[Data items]
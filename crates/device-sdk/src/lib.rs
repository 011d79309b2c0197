//! `beacon-device-sdk`: device-side client for the WebPA-style device fabric.
//!
//! A "device" is any process that registers with the fabric's discovery
//! service, is redirected to a backend node, and then holds one long-lived
//! WebSocket to that node.  Messages travel both ways as MessagePack WRP
//! envelopes.  This crate owns the handshake, keepalive, inbound routing
//! and the send path so device authors only write handlers.
//!
//! # Architecture
//!
//! ```text
//! ┌───────────────────────────────────────────────────────────┐
//! │  Your device process                                      │
//! │                                                           │
//! │   let client = DeviceClientBuilder::new()                 │
//! │       .device_name("mac:112233445566")                    │
//! │       .destination_url("https://fabric/api/v2/device")    │
//! │       .handler("^event:", on_event)                       │
//! │       .connect()                                          │
//! │       .await?;                                            │
//! │   client.send(&msg).await?;                               │
//! │   client.close().await?;                                  │
//! └───────────────────────────────────────────────────────────┘
//!                │ send                 ▲ handlers
//!                ▼                      │
//!      ┌──────────────────┐   ┌──────────────────┐
//!      │   FrameWriter    │◀──│    Watchdog      │  ping every period,
//!      │ (one write lock) │   │  (probe / miss)  │  close frame on stop
//!      └────────┬─────────┘   └────────▲─────────┘
//!               │                      │ pong
//!               ▼                      │
//!            WebSocket ──────────▶ ReadLoop ──▶ HandlerRouter (RegexSet)
//! ```
//!
//! # Connection flow
//!
//! 1. Validate the device id and compile every handler pattern (no network yet)
//! 2. `GET` the discovery URL with the `X-Webpa-*` identity headers
//! 3. Expect a `307` (directly, or after one transparent redirect hop)
//! 4. Rewrite `Location` to `ws(s)://…/api/v2/device` and upgrade
//! 5. Start the read loop and the keepalive watchdog
//!
//! There is no reconnect: once either background task ends, the client is
//! closed and the owner constructs a new one.

pub mod builder;
pub mod client;
pub mod config;
mod discovery;
pub mod error;
pub mod identity;
mod reader;
pub mod router;
pub mod settings;
mod tls;
mod watchdog;
mod writer;

// ── Re-exports for ergonomic imports ─────────────────────────────────

pub use builder::DeviceClientBuilder;
pub use client::DeviceClient;
pub use config::{ClientConfig, HandshakeTimeouts, KeepaliveConfig};
pub use error::{DeviceSdkError, ErrorClass, HandshakeFailure, ServerError, ServerMessage};
pub use identity::DeviceIdentity;
pub use router::{HandlerRegistration, MessageHandler};
pub use settings::DeviceSettings;
pub use watchdog::PingMissCallback;

// Re-export protocol types so devices never need to import beacon-protocol directly.
pub use beacon_protocol::{DeviceId, Message, MessageType};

TASK BRIEF: The first line of the entries, the line with "pub mod builder;", and every line between them should be retyped exactly, and nothing else.

RESULT:
filename crates/device-sdk/src/lib.rs
repository 011d79309b2c0197
//! `beacon-device-sdk`: device-side client for the WebPA-style device fabric.
//!
//! A "device" is any process that registers with the fabric's discovery
//! service, is redirected to a backend node, and then holds one long-lived
//! WebSocket to that node.  Messages travel both ways as MessagePack WRP
//! envelopes.  This crate owns the handshake, keepalive, inbound routing
//! and the send path so device authors only write handlers.
//!
//! # Architecture
//!
//! ```text
//! ┌───────────────────────────────────────────────────────────┐
//! │  Your device process                                      │
//! │                                                           │
//! │   let client = DeviceClientBuilder::new()                 │
//! │       .device_name("mac:112233445566")                    │
//! │       .destination_url("https://fabric/api/v2/device")    │
//! │       .handler("^event:", on_event)                       │
//! │       .connect()                                          │
//! │       .await?;                                            │
//! │   client.send(&msg).await?;                               │
//! │   client.close().await?;                                  │
//! └───────────────────────────────────────────────────────────┘
//!                │ send                 ▲ handlers
//!                ▼                      │
//!      ┌──────────────────┐   ┌──────────────────┐
//!      │   FrameWriter    │◀──│    Watchdog      │  ping every period,
//!      │ (one write lock) │   │  (probe / miss)  │  close frame on stop
//!      └────────┬─────────┘   └────────▲─────────┘
//!               │                      │ pong
//!               ▼                      │
//!            WebSocket ──────────▶ ReadLoop ──▶ HandlerRouter (RegexSet)
//! ```
//!
//! # Connection flow
//!
//! 1. Validate the device id and compile every handler pattern (no network yet)
//! 2. `GET` the discovery URL with the `X-Webpa-*` identity headers
//! 3. Expect a `307` (directly, or after one transparent redirect hop)
//! 4. Rewrite `Location` to `ws(s)://…/api/v2/device` and upgrade
//! 5. Start the read loop and the keepalive watchdog
//!
//! There is no reconnect: once either background task ends, the client is
//! closed and the owner constructs a new one.

pub mod builder;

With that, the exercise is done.